There have been many debates surrounding the choice to cast
Zoe Saldana as Nina Simone in the upcoming biopic “Nina”. On the one hand,
there are arguments for the casting choice, which essentially say Saldana is an
excellent actress and a woman of African ancestry so what’s the issue? On the
other hand, there’s an argument against the choice and it specifically takes
issue with Saldana’s light skin and with the Hollywood tendency to “whitewash
and lightwash a lot of stories, particularly when black actresses are
concerned.”
I
agree with the latter argument.
This
isn’t an attack on Saldana or on her acting abilities (although to be honest,
the movies I’ve seen her in haven’t given her the capacity to exercise her
acting skills for me to judge whether or not she is a good actress). However, I
do take issue with the fact that rather than finding a dark-skinned actress who
looks more like Nina Simone, the writers/producers/director have chosen to cast
a light-skinned woman, fix her with a prosthetic nose, afro wig and – wait for
it – darken her with makeup.
Sure.
Actors and actresses have physically altered themselves to look like the
characters they play; they dye their hair, gain weight, grow a beard, put on
accents. However, none of those practices are rooted in racism and carry the
emotional and historical and colonial baggage that blackface does. Yes. I do
consider Saldana darkening her skin to look more like Nina Simone – who
incidentally wrote “Four Women” a song about the histories and skin tones of four
Black women – an act of blackface.

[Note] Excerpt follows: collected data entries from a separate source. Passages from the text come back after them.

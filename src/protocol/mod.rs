//! Wire-level packet types: nothing in this module touches a socket. Encoding produces
//! a `Vec<u8>` packet body; decoding consumes an already-framed payload (see
//! [`crate::packet`] for the 4-byte header framing and sequence-number discipline).

pub(crate) mod auth;
pub(crate) mod capabilities;
pub(crate) mod column_def;
pub(crate) mod column_type;
pub(crate) mod commands;
pub(crate) mod eof;
pub(crate) mod err;
pub(crate) mod handshake;
pub(crate) mod handshake_response;
pub(crate) mod ok;
pub(crate) mod row;
pub(crate) mod status;
pub(crate) mod statement;

pub use column_def::ColumnDefinition;
pub use column_type::{ColumnType, FieldFlags};
pub use commands::RefreshFlags;
pub use status::Status;

pub(crate) use capabilities::{Capabilities, CLIENT_CAPABILITIES};
use byteorder::LittleEndian;

use crate::io::BufMut;

/// https://dev.mysql.com/doc/dev/mysql-server/latest/page_protocol_com_stmt_close.html
///
/// Sent when a prepared-statement handle's last owner drops it. The server sends no
/// reply to this command.
#[derive(Debug)]
pub(crate) struct ComStmtClose {
    pub(crate) statement_id: u32,
}

impl ComStmtClose {
    pub(crate) fn encode(&self, buf: &mut Vec<u8>) {
        buf.put_u8(0x19);
        buf.put_u32::<LittleEndian>(self.statement_id);
    }
}
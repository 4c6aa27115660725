//! Service layer for ordered task list operations.

use crate::tasklist::domain::{
    LifecycleState, NewTask, OwnerId, Position, Priority, Task, TaskBody, TaskDomainError, TaskId,
    TaskPatch, TaskTitle,
};
use crate::tasklist::ports::{
    IdAllocator, IdAllocatorError, TaskStore, TaskStoreError, TaskStoreResult,
};
use chrono::{DateTime, Utc};
use mockable::Clock;
use std::future::Future;
use std::sync::Arc;
use thiserror::Error;

/// Number of transparent whole-operation retries after a conflicting
/// concurrent write before the failure is surfaced as unavailability.
const MAX_CONFLICT_RETRIES: u32 = 3;

/// Request payload for creating a task.
#[derive(Debug, Clone, PartialEq, Eq)]
pub struct CreateTaskRequest {
    owner: OwnerId,
    title: String,
    body: String,
    due_at: DateTime<Utc>,
    priority: Priority,
    assignee: Option<OwnerId>,
    initial_state: Option<LifecycleState>,
}

impl CreateTaskRequest {
    /// Creates a request with required task fields.
    #[must_use]
    pub fn new(
        owner: OwnerId,
        title: impl Into<String>,
        body: impl Into<String>,
        due_at: DateTime<Utc>,
        priority: Priority,
    ) -> Self {
        Self {
            owner,
            title: title.into(),
            body: body.into(),
            due_at,
            priority,
            assignee: None,
            initial_state: None,
        }
    }

    /// Assigns the work to a user other than the owner.
    #[must_use]
    pub const fn with_assignee(mut self, assignee: OwnerId) -> Self {
        self.assignee = Some(assignee);
        self
    }

    /// Starts the task in a lifecycle state other than draft.
    #[must_use]
    pub const fn with_initial_state(mut self, state: LifecycleState) -> Self {
        self.initial_state = Some(state);
        self
    }
}

/// Service-level errors for task list operations.
#[derive(Debug, Error)]
pub enum TaskListError {
    /// Input validation failed.
    #[error(transparent)]
    Validation(#[from] TaskDomainError),

    /// Identifier allocation failed.
    #[error(transparent)]
    Identity(#[from] IdAllocatorError),

    /// Store operation failed.
    #[error(transparent)]
    Store(#[from] TaskStoreError),
}

/// Result type for task list service operations.
pub type TaskListResult<T> = Result<T, TaskListError>;

/// Ordered task list orchestration service.
///
/// Validates inputs, allocates identifiers, stamps timestamps from the
/// injected clock, and delegates each mutation to the store's per-owner
/// atomic section. Conflicting concurrent writes reported by the store
/// are retried whole a bounded number of times.
pub struct TaskListService<S, A, C>
where
    S: TaskStore,
    A: IdAllocator,
    C: Clock + Send + Sync,
{
    store: Arc<S>,
    ids: Arc<A>,
    clock: Arc<C>,
}

impl<S, A, C> Clone for TaskListService<S, A, C>
where
    S: TaskStore,
    A: IdAllocator,
    C: Clock + Send + Sync,
{
    fn clone(&self) -> Self {
        Self {
            store: Arc::clone(&self.store),
            ids: Arc::clone(&self.ids),
            clock: Arc::clone(&self.clock),
        }
    }
}

impl<S, A, C> TaskListService<S, A, C>
where
    S: TaskStore,
    A: IdAllocator,
    C: Clock + Send + Sync,
{
    /// Creates a new task list service.
    #[must_use]
    pub const fn new(store: Arc<S>, ids: Arc<A>, clock: Arc<C>) -> Self {
        Self { store, ids, clock }
    }

    /// Returns the owner's active tasks ordered by rank ascending.
    ///
    /// # Errors
    ///
    /// Returns [`TaskListError::Store`] when the store cannot be reached.
    pub async fn list(&self, owner: OwnerId) -> TaskListResult<Vec<Task>> {
        Ok(self.store.list_active(owner).await?)
    }

    /// Creates a task at the tail of the owner's active list.
    ///
    /// Validates the fields, allocates a globally unique identifier, and
    /// persists the task with both timestamps set to now. The assignee
    /// defaults to the owner and the lifecycle state to draft.
    ///
    /// # Errors
    ///
    /// Returns [`TaskListError::Validation`] for malformed fields,
    /// [`TaskListError::Identity`] when no identifier could be issued,
    /// and [`TaskListError::Store`] when persistence fails.
    pub async fn create(&self, request: CreateTaskRequest) -> TaskListResult<Task> {
        let title = TaskTitle::new(request.title)?;
        let body = TaskBody::new(request.body)?;
        let state = request.initial_state.unwrap_or(LifecycleState::Draft);
        if !state.is_active() {
            return Err(TaskDomainError::ReservedDeletedState.into());
        }

        let id = self.ids.next_id().await?;
        let timestamp = self.clock.utc();
        let new_task = NewTask {
            id,
            owner: request.owner,
            assignee: request.assignee.unwrap_or(request.owner),
            title,
            body,
            due_at: request.due_at,
            priority: request.priority,
            state,
            created_at: timestamp,
            updated_at: timestamp,
        };

        let task = retry_conflicts("create", || self.store.insert(new_task.clone())).await?;
        tracing::debug!(
            owner = %task.owner(),
            id = %task.id(),
            position = %task.position(),
            "task created",
        );
        Ok(task)
    }

    /// Applies field changes to a task, leaving every rank untouched.
    ///
    /// # Errors
    ///
    /// Returns [`TaskListError::Store`] with
    /// [`TaskStoreError::NotFound`] when no task matches the owner and
    /// identifier.
    pub async fn edit(
        &self,
        owner: OwnerId,
        id: TaskId,
        patch: TaskPatch,
    ) -> TaskListResult<Task> {
        let now = self.clock.utc();
        let task =
            retry_conflicts("edit", || self.store.update_fields(owner, id, patch.clone(), now))
                .await?;
        tracing::debug!(%owner, %id, "task fields updated");
        Ok(task)
    }

    /// Soft-deletes a task and renumbers the owner's surviving active
    /// tasks to close the gap.
    ///
    /// # Errors
    ///
    /// Returns [`TaskListError::Store`] with
    /// [`TaskStoreError::NotFound`] when no task matches the owner and
    /// identifier.
    pub async fn soft_delete(&self, owner: OwnerId, id: TaskId) -> TaskListResult<Task> {
        let now = self.clock.utc();
        let task = retry_conflicts("soft_delete", || self.store.soft_delete(owner, id, now))
            .await?;
        tracing::debug!(%owner, %id, "task soft-deleted");
        Ok(task)
    }

    /// Moves an active task to a new rank, sliding only the contiguous
    /// block between its old and new rank.
    ///
    /// # Errors
    ///
    /// Returns [`TaskListError::Store`] with
    /// [`TaskStoreError::NotFound`] when no active task matches the
    /// owner and identifier, or [`TaskStoreError::PositionOutOfRange`]
    /// when the target rank exceeds the owner's active count.
    pub async fn reorder(
        &self,
        owner: OwnerId,
        id: TaskId,
        new_position: Position,
    ) -> TaskListResult<()> {
        let now = self.clock.utc();
        retry_conflicts("reorder", || {
            self.store.move_to_position(owner, id, new_position, now)
        })
        .await?;
        tracing::debug!(%owner, %id, %new_position, "task reordered");
        Ok(())
    }
}

/// Reruns a store operation after conflicting-write signals, surfacing
/// unavailability once the retry budget is spent.
async fn retry_conflicts<T, F, Fut>(operation: &'static str, mut run: F) -> TaskStoreResult<T>
where
    F: FnMut() -> Fut,
    Fut: Future<Output = TaskStoreResult<T>>,
{
    let mut attempt: u32 = 0;
    loop {
        match run().await {
            Err(TaskStoreError::Conflict) if attempt < MAX_CONFLICT_RETRIES => {
                attempt += 1;
                tracing::warn!(operation, attempt, "conflicting concurrent write, retrying");
            }
            Err(TaskStoreError::Conflict) => {
                return Err(TaskStoreError::unavailable(std::io::Error::other(
                    "conflict retries exhausted",
                )));
            }
            other => return other,
        }
    }
}
//! Error types for task domain validation and parsing.

use thiserror::Error;

/// Errors returned while constructing domain task values.
#[derive(Debug, Clone, Error, PartialEq, Eq)]
pub enum TaskDomainError {
    /// The task title is empty after trimming.
    #[error("task title must not be empty")]
    EmptyTitle,

    /// The task body is empty after trimming.
    #[error("task body must not be empty")]
    EmptyBody,

    /// Sequence positions are 1-based; zero is never a valid rank.
    #[error("sequence positions start at 1, got 0")]
    ZeroPosition,

    /// The deleted state is reachable only through the soft-delete
    /// operation, which renumbers the surviving tasks.
    #[error("the deleted state is reserved for soft deletion")]
    ReservedDeletedState,
}

/// Error returned while parsing priorities from persistence.
#[derive(Debug, Clone, Error, PartialEq, Eq)]
#[error("unknown priority: {0}")]
pub struct ParsePriorityError(pub String);

/// Error returned while parsing lifecycle states from persistence.
#[derive(Debug, Clone, Error, PartialEq, Eq)]
#[error("unknown lifecycle state: {0}")]
pub struct ParseLifecycleStateError(pub String);
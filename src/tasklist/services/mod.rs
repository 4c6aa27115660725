//! Application services orchestrating the ordered task list.

mod list_manager;

pub use list_manager::{CreateTaskRequest, TaskListError, TaskListResult, TaskListService};
//! Taskrank: per-user ordered task list core.
//!
//! This crate maintains one privately ordered task list per user: creating,
//! editing, soft-deleting, and reordering tasks while keeping each owner's
//! sequence positions dense and free of duplicates under concurrent
//! mutation.
//!
//! # Architecture
//!
//! Taskrank follows hexagonal architecture principles:
//!
//! - **Domain**: Pure business logic with no infrastructure dependencies
//! - **Ports**: Abstract trait interfaces for external interactions
//! - **Adapters**: Concrete implementations of ports (database, in-memory)
//!
//! # Modules
//!
//! - [`tasklist`]: Task identity allocation and ordered-list maintenance

pub mod tasklist;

Further, I find the choice an insult to Nina
Simone’s legacy in that she did not adhere to what show business at that time
deemed acceptable aesthetics and celebrated her dark skin and wide nose when
she was told that those features did not embody beauty.
For
more context surrounding the aforementioned Hollywood tendency, one just needs
to take a look at Thandie Newton and the controversy surrounding her role in
the film based on Ngozi Adichie’s “Half of a Yellow Sun”, which deals with the
Nigerian Civil War; there is also the fact that Jacqueline Fleming, who is
biracial, was cast as Harriet Tubman in “Abraham Lincoln: Vampire Hunter.”
As
Tiffani Jones, founder of the blog Coffee Rhetoric, says: “When is it going to be O.K. to not be
the delicate looking ideal of what the media considers blackness to be?”